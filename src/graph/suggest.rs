//! Heuristic suggestion of new connections from shared neighbors.
//!
//! Candidates sit at exactly two hops: experiences reachable through a
//! direct neighbor that are not already connected to the start. The more
//! distinct two-hop paths lead to a candidate, the stronger the structural
//! signal. When the external similarity provider can score a pair, that
//! score gates and refines the ranking.

use rusqlite::Connection as Db;
use serde::Serialize;
use std::collections::{BTreeMap, BTreeSet};

use crate::graph::connections;
use crate::graph::error::{GraphError, Result};
use crate::graph::nodes;
use crate::graph::types::ConnectionType;
use crate::similarity::SimilarityProvider;

/// A proposed new connection.
#[derive(Debug, Clone, Serialize)]
pub struct ConnectionSuggestion {
    /// The experience to connect to.
    pub experience_id: i64,
    /// Most frequent type among the two-hop paths reaching the candidate.
    #[serde(rename = "type")]
    pub connection_type: ConnectionType,
    /// Similarity when the provider had one, otherwise the mean strength of
    /// the connecting second-hop edges.
    pub score: f64,
    /// Number of distinct two-hop paths from the start to the candidate.
    pub shared_paths: usize,
}

/// Suggest up to `max_suggestions` new connections for an experience.
///
/// Ranking is primarily by the number of distinct two-hop paths, descending;
/// similarity (when available) is the secondary key and candidates scoring
/// below `min_similarity` are dropped.
pub fn suggest_connections(
    conn: &Db,
    experience_id: i64,
    min_similarity: f64,
    max_suggestions: usize,
    provider: Option<&dyn SimilarityProvider>,
) -> Result<Vec<ConnectionSuggestion>> {
    // Snapshot for the duration of the two-hop walk.
    let tx = conn.unchecked_transaction()?;

    if !nodes::experience_exists(&tx, experience_id)? {
        return Err(GraphError::NotFound(format!(
            "experience {experience_id} not found"
        )));
    }

    // Direct neighborhood, regardless of direction — an existing link in
    // either role disqualifies a candidate.
    let mut direct: BTreeSet<i64> = BTreeSet::new();
    for edge in connections::touching_edges(&tx, experience_id)? {
        direct.insert(other_endpoint(&edge, experience_id));
    }

    // Walk the second hop and accumulate per-candidate evidence.
    let mut candidates: BTreeMap<i64, CandidateEvidence> = BTreeMap::new();
    for &neighbor in &direct {
        for edge in connections::touching_edges(&tx, neighbor)? {
            let candidate = other_endpoint(&edge, neighbor);
            if candidate == experience_id || direct.contains(&candidate) {
                continue;
            }
            let evidence = candidates.entry(candidate).or_default();
            evidence.paths += 1;
            evidence.strength_sum += edge.strength;
            *evidence.type_counts.entry(edge.connection_type).or_insert(0) += 1;
        }
    }
    drop(tx);

    let mut suggestions = Vec::new();
    for (candidate, evidence) in candidates {
        let similarity = match provider {
            Some(p) => p
                .score(experience_id, candidate)
                .map_err(GraphError::Similarity)?,
            None => None,
        };
        let score = match similarity {
            Some(sim) if sim < min_similarity => continue,
            Some(sim) => sim,
            None => evidence.strength_sum as f64 / evidence.paths as f64,
        };
        suggestions.push(ConnectionSuggestion {
            experience_id: candidate,
            connection_type: evidence.dominant_type(),
            score,
            shared_paths: evidence.paths,
        });
    }

    suggestions.sort_by(|a, b| {
        b.shared_paths
            .cmp(&a.shared_paths)
            .then(b.score.total_cmp(&a.score))
            .then(a.experience_id.cmp(&b.experience_id))
    });
    suggestions.truncate(max_suggestions);

    tracing::debug!(
        experience_id,
        suggestions = suggestions.len(),
        "connection suggestion complete"
    );
    Ok(suggestions)
}

#[derive(Default)]
struct CandidateEvidence {
    paths: usize,
    strength_sum: i64,
    type_counts: BTreeMap<ConnectionType, usize>,
}

impl CandidateEvidence {
    /// Most frequent connecting type; ties resolve to the earliest type in
    /// canonical order.
    fn dominant_type(&self) -> ConnectionType {
        let mut best = ConnectionType::Other;
        let mut best_count = 0;
        for (&connection_type, &count) in &self.type_counts {
            if count > best_count {
                best = connection_type;
                best_count = count;
            }
        }
        best
    }
}

fn other_endpoint(edge: &crate::graph::types::Connection, from: i64) -> i64 {
    if edge.source_id == from {
        edge.target_id
    } else {
        edge.source_id
    }
}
--*--
• **Assigned task**:
Your response should hold the lines from the first line of the entries above through the line with "stronger the structural", each retyped exactly, and nothing else.

• **Problem solution**:
filename src/graph/suggest.rs
//! Heuristic suggestion of new connections from shared neighbors.
//!
//! Candidates sit at exactly two hops: experiences reachable through a
//! direct neighbor that are not already connected to the start. The more
//! distinct two-hop paths lead to a candidate, the stronger the structural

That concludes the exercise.